The book of the month is an old children’s classic called “Toby Tyler: Ten weeks with the Circus” -by James Otis. I read this book to my children as part of our homeschool this month. It is rich in character description and a wonderful morals for children and adults. It taught gratitude, it cautioned against fraud and poor choices, and it taught how to deal with loss and feelings of helplessness. We enjoyed this book and I recommend it to children and adults alike.
The movie of the month is also for children. Since October with Halloween is pretty much a a month for children, I chose Mr. Toad, Ichabod Crane, and Peter and the Wolf – Disney classics from my childhood. My kids and I watch them every year at Halloween. Though Mr. Toad is not necessarily a Halloween movie, nor is Peter and the Wolf, they have their fearful moments and are a perfect couple for the true Halloween favorite – Ichabod Crane. Oh! how scary it was as a child to see the hand-like cloud obscure the moon as Ichabod trots alone into the Headless Horseman’s Hollow! I still get chills and can hear the deadly laugh of the ghostly murderer. It was fantastically frightening and will forever be my favorite Halloween movie.
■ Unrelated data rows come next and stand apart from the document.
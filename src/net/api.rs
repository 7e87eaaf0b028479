//! REST helpers for communicating with the backend.
//!
//! Client-side (csr): real HTTP calls via `gloo-net`.
//! Native builds: request preparation and response decoding run as usual,
//! sending returns [`ApiError::Unavailable`].
//!
//! ERROR HANDLING
//! ==============
//! [`auth_fetch`] hands back status and body untouched; interpreting status
//! codes (including 401 on an expired token) is the caller's job. Only the
//! login/registration helpers turn envelopes into typed errors.

#![allow(clippy::unused_async)]

#[cfg(test)]
#[path = "api_test.rs"]
mod api_test;

use serde::de::DeserializeOwned;

use super::types::{ApiEnvelope, AuthPayload, LoginRequest, RegisterRequest, User};
use crate::config::ApiConfig;
use crate::state::session::SessionStore;

pub const CONTENT_TYPE: &str = "Content-Type";
pub const AUTHORIZATION: &str = "Authorization";
pub const JSON_MIME: &str = "application/json";

#[derive(Debug, Clone, PartialEq, Eq, thiserror::Error)]
pub enum ApiError {
    #[error("network requests are only available in the browser")]
    Unavailable,
    #[error("network error: {0}")]
    Network(String),
    #[error("invalid request: {0}")]
    Request(String),
    #[error("invalid response: {0}")]
    Decode(String),
    #[error("{message}")]
    Rejected { status: u16, message: String },
}

#[derive(Debug, Clone, Copy, Default, PartialEq, Eq)]
pub enum Method {
    #[default]
    Get,
    Post,
    Put,
    Patch,
    Delete,
}

/// Caller-side request options, before auth decoration.
#[derive(Debug, Clone, Default, PartialEq, Eq)]
pub struct RequestOptions {
    pub method: Method,
    pub headers: Vec<(String, String)>,
    pub body: Option<String>,
}

impl RequestOptions {
    pub fn get() -> Self {
        Self::default()
    }

    pub fn post_json(body: String) -> Self {
        Self { method: Method::Post, headers: Vec::new(), body: Some(body) }
    }

    #[must_use]
    pub fn with_header(mut self, name: &str, value: &str) -> Self {
        self.headers.push((name.to_owned(), value.to_owned()));
        self
    }
}

/// Fully decorated request, ready to hand to the HTTP client.
#[derive(Debug, Clone, PartialEq, Eq)]
pub struct PreparedRequest {
    pub method: Method,
    pub url: String,
    pub headers: Vec<(String, String)>,
    pub body: Option<String>,
}

impl PreparedRequest {
    /// Value of header `name`, compared case-insensitively.
    pub fn header(&self, name: &str) -> Option<&str> {
        self.headers
            .iter()
            .find(|(k, _)| k.eq_ignore_ascii_case(name))
            .map(|(_, v)| v.as_str())
    }
}

/// Raw backend reply.
#[derive(Debug, Clone, PartialEq, Eq)]
pub struct ApiResponse {
    pub status: u16,
    pub body: String,
}

impl ApiResponse {
    pub fn ok(&self) -> bool {
        (200..300).contains(&self.status)
    }

    /// Decode the body as JSON.
    ///
    /// # Errors
    ///
    /// Returns [`ApiError::Decode`] if the body is not valid JSON for `T`.
    pub fn json<T: DeserializeOwned>(&self) -> Result<T, ApiError> {
        serde_json::from_str(&self.body).map_err(|e| ApiError::Decode(e.to_string()))
    }
}

fn set_header(headers: &mut Vec<(String, String)>, name: &str, value: String) {
    headers.retain(|(k, _)| !k.eq_ignore_ascii_case(name));
    headers.push((name.to_owned(), value));
}

/// Apply the JSON content type and, when `token` is present, the bearer header.
pub fn prepare_request(url: &str, options: RequestOptions, token: Option<&str>) -> PreparedRequest {
    let mut headers = options.headers;
    set_header(&mut headers, CONTENT_TYPE, JSON_MIME.to_owned());
    if let Some(token) = token {
        set_header(&mut headers, AUTHORIZATION, format!("Bearer {token}"));
    }
    PreparedRequest { method: options.method, url: url.to_owned(), headers, body: options.body }
}

/// Send `request` as-is.
///
/// # Errors
///
/// Returns [`ApiError::Network`] on transport failure, [`ApiError::Request`]
/// if the browser rejects the request, and [`ApiError::Unavailable`] off-browser.
pub async fn send(request: PreparedRequest) -> Result<ApiResponse, ApiError> {
    #[cfg(feature = "csr")]
    {
        use gloo_net::http::{Method as HttpMethod, RequestBuilder};

        let method = match request.method {
            Method::Get => HttpMethod::GET,
            Method::Post => HttpMethod::POST,
            Method::Put => HttpMethod::PUT,
            Method::Patch => HttpMethod::PATCH,
            Method::Delete => HttpMethod::DELETE,
        };
        let mut builder = RequestBuilder::new(&request.url).method(method);
        for (name, value) in &request.headers {
            builder = builder.header(name, value);
        }
        let built = match request.body {
            Some(body) => builder.body(body),
            None => builder.build(),
        }
        .map_err(|e| ApiError::Request(e.to_string()))?;
        let resp = built.send().await.map_err(|e| {
            log::warn!("api: {} failed: {e}", request.url);
            ApiError::Network(e.to_string())
        })?;
        let status = resp.status();
        let body = resp.text().await.map_err(|e| ApiError::Network(e.to_string()))?;
        Ok(ApiResponse { status, body })
    }
    #[cfg(not(feature = "csr"))]
    {
        let _ = request;
        Err(ApiError::Unavailable)
    }
}

/// Fetch `url` with the stored session's bearer token attached, if any.
///
/// # Errors
///
/// Propagates [`send`] errors unchanged. Non-2xx replies are not errors.
pub async fn auth_fetch(store: &SessionStore, url: &str, options: RequestOptions) -> Result<ApiResponse, ApiError> {
    let token = store.token();
    send(prepare_request(url, options, token.as_deref())).await
}

fn rejected_message(status: u16) -> String {
    format!("request failed: {status}")
}

/// Unwrap a `{success, message, data}` reply.
///
/// # Errors
///
/// Returns [`ApiError::Rejected`] for non-2xx statuses or `success: false`,
/// and [`ApiError::Decode`] for a 2xx body that is not an envelope.
pub fn decode_envelope<T: DeserializeOwned>(resp: &ApiResponse) -> Result<ApiEnvelope<T>, ApiError> {
    let envelope = match resp.json::<ApiEnvelope<T>>() {
        Ok(envelope) => envelope,
        Err(_) if !resp.ok() => {
            return Err(ApiError::Rejected { status: resp.status, message: rejected_message(resp.status) });
        }
        Err(e) => return Err(e),
    };
    if !resp.ok() || !envelope.success {
        let message = if envelope.message.is_empty() { rejected_message(resp.status) } else { envelope.message };
        return Err(ApiError::Rejected { status: resp.status, message });
    }
    Ok(envelope)
}

fn encode_body<T: serde::Serialize>(value: &T) -> Result<String, ApiError> {
    serde_json::to_string(value).map_err(|e| ApiError::Request(e.to_string()))
}

/// Exchange credentials for a session via `POST /auth/login`.
///
/// # Errors
///
/// Returns [`ApiError::Rejected`] with the server's message on bad credentials.
pub async fn login(config: &ApiConfig, request: &LoginRequest) -> Result<(User, String), ApiError> {
    let prepared = prepare_request(&config.endpoint("/auth/login"), RequestOptions::post_json(encode_body(request)?), None);
    let resp = send(prepared).await?;
    let envelope = decode_envelope::<AuthPayload>(&resp)?;
    envelope
        .data
        .map(AuthPayload::into_parts)
        .ok_or_else(|| ApiError::Decode("login reply missing data".to_owned()))
}

/// Create an account via `POST /auth/register`, returning the server message.
///
/// # Errors
///
/// Returns [`ApiError::Rejected`] with the server's message when registration fails.
pub async fn register(config: &ApiConfig, request: &RegisterRequest) -> Result<String, ApiError> {
    let prepared =
        prepare_request(&config.endpoint("/auth/register"), RequestOptions::post_json(encode_body(request)?), None);
    let resp = send(prepared).await?;
    let envelope = decode_envelope::<serde_json::Value>(&resp)?;
    Ok(envelope.message)
}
The book I’m recommending for August is any Harry Potter Book. My children and I have been reading the series together aloud for the first time over the last six months. And finally we finished The Deathly Hallows to round off the series. I must admit that when I missed the train on the series first appearance (Due to the fact that I was knee deep having those 4 children I mentioned) I never thought I would go back and read a 7 book series no matter how many people said it was amazing. But I rented the first from the Library because, honestly, we were running out of good books to bring home. Home school will do that. You read more than you would ever imagine. But I digress. We checked out the first book and I was hooked, my kids were hooked, and we just had to get the second, third, fourth…you get the point. The writing is wonderful. The character descriptions are masterful and the stories are unique and keep you turning pages. Go Rowling! What a fun ride.
The Movie I am recommending for August is NOT a Harry Potter movie. While we did watch each movie after finishing each book, I must admit I did not like any of them until the fourth movie. And even then, I wouldn’t really recommend them as great films. No, the movie for August is Cold Comfort Farm. Yes, this was a book first, published in 1932, the Author Stella Gibbons. It is a very fun read. Quirky and unique, but the movie. Oh! the Movie! Genius! It is a hilarious hour and thirty-five minutes you will not regret. I can honestly say I enjoyed the movie more than the book. And that is hardly ever the case. Kate Beckinsale and Sir Ian McKellen!? You can’t get any better than that? Not to mention other British greats like Eileen Atkins, Steven Fry, and Joanna Lumley! If you are ready for a satire of 1920’s England, this is your movie.
Short and sweet this month. My book of the month is Jane Austen’s Pride and Prejudice. It you haven’t given Jane Austen’s pages a turn, I highly recommend! Remember theses books are more than two hundred years old so the pacing is different than today, but boy did she know how to capture characters and make you love or hate them with a single glance. I adore her work. Her writing is an inspiration!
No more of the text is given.